▸ What is required
Each line below with the word "getter" needs to be copied.

┌─ Information given

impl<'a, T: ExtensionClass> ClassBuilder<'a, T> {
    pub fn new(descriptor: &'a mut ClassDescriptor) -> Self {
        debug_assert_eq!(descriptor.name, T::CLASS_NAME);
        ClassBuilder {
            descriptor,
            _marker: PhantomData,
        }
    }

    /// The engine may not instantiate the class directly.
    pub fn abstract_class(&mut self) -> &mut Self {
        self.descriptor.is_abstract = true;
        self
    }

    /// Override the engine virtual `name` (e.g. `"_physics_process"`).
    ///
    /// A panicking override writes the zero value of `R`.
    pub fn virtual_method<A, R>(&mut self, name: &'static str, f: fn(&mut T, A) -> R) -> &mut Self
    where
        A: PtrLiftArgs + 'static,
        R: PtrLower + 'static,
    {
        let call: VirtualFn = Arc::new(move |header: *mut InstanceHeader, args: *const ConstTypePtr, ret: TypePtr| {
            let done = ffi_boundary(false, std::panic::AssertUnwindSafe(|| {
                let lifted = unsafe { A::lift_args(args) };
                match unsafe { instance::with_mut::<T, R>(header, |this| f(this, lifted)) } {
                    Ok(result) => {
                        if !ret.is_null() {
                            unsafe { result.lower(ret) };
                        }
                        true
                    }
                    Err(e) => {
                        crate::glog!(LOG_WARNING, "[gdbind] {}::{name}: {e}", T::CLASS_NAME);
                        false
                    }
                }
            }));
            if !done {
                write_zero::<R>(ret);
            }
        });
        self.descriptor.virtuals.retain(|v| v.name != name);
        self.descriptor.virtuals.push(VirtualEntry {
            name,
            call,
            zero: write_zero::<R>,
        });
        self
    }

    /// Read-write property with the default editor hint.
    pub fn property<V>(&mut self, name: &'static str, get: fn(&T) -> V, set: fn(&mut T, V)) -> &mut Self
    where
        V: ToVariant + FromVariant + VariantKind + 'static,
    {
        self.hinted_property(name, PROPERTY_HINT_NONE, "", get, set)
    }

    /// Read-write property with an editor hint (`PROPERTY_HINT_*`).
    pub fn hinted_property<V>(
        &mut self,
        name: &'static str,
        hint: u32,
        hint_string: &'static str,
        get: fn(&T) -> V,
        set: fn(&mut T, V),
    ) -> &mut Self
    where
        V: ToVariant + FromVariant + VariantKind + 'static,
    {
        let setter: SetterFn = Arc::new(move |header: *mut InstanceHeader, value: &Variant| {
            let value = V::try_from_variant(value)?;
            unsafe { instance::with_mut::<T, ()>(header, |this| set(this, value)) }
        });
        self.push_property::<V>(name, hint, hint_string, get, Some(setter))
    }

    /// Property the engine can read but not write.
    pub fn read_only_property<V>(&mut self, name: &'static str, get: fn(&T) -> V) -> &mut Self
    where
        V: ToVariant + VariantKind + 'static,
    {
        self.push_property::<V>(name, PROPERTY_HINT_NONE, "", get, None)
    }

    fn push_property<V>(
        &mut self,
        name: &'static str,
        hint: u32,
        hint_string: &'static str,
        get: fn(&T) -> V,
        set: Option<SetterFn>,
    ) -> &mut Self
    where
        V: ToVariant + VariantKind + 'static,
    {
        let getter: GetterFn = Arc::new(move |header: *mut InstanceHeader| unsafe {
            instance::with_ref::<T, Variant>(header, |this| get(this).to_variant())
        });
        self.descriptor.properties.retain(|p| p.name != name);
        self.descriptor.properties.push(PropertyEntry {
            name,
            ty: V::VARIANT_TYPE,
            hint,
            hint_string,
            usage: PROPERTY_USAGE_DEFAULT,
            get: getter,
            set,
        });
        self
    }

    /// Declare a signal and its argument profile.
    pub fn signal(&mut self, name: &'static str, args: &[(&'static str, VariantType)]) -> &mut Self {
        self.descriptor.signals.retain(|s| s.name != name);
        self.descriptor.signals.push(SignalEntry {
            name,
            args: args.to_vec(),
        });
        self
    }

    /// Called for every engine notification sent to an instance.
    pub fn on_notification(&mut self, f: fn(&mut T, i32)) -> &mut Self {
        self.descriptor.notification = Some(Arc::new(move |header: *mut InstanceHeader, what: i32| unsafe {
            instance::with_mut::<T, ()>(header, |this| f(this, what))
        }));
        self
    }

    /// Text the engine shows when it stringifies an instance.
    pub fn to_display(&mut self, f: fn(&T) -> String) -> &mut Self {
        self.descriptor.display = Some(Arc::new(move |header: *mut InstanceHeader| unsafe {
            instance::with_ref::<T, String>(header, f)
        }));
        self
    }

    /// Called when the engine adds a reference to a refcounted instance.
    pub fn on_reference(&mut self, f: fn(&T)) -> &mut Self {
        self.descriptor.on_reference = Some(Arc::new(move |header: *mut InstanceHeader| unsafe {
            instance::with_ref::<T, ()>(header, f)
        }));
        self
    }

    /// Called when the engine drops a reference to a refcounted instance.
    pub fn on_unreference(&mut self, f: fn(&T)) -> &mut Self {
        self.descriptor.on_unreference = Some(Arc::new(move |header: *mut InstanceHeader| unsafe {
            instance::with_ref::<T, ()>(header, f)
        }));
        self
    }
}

└─

▸ Response
        let getter: GetterFn = Arc::new(move |header: *mut InstanceHeader| unsafe {
            get: getter,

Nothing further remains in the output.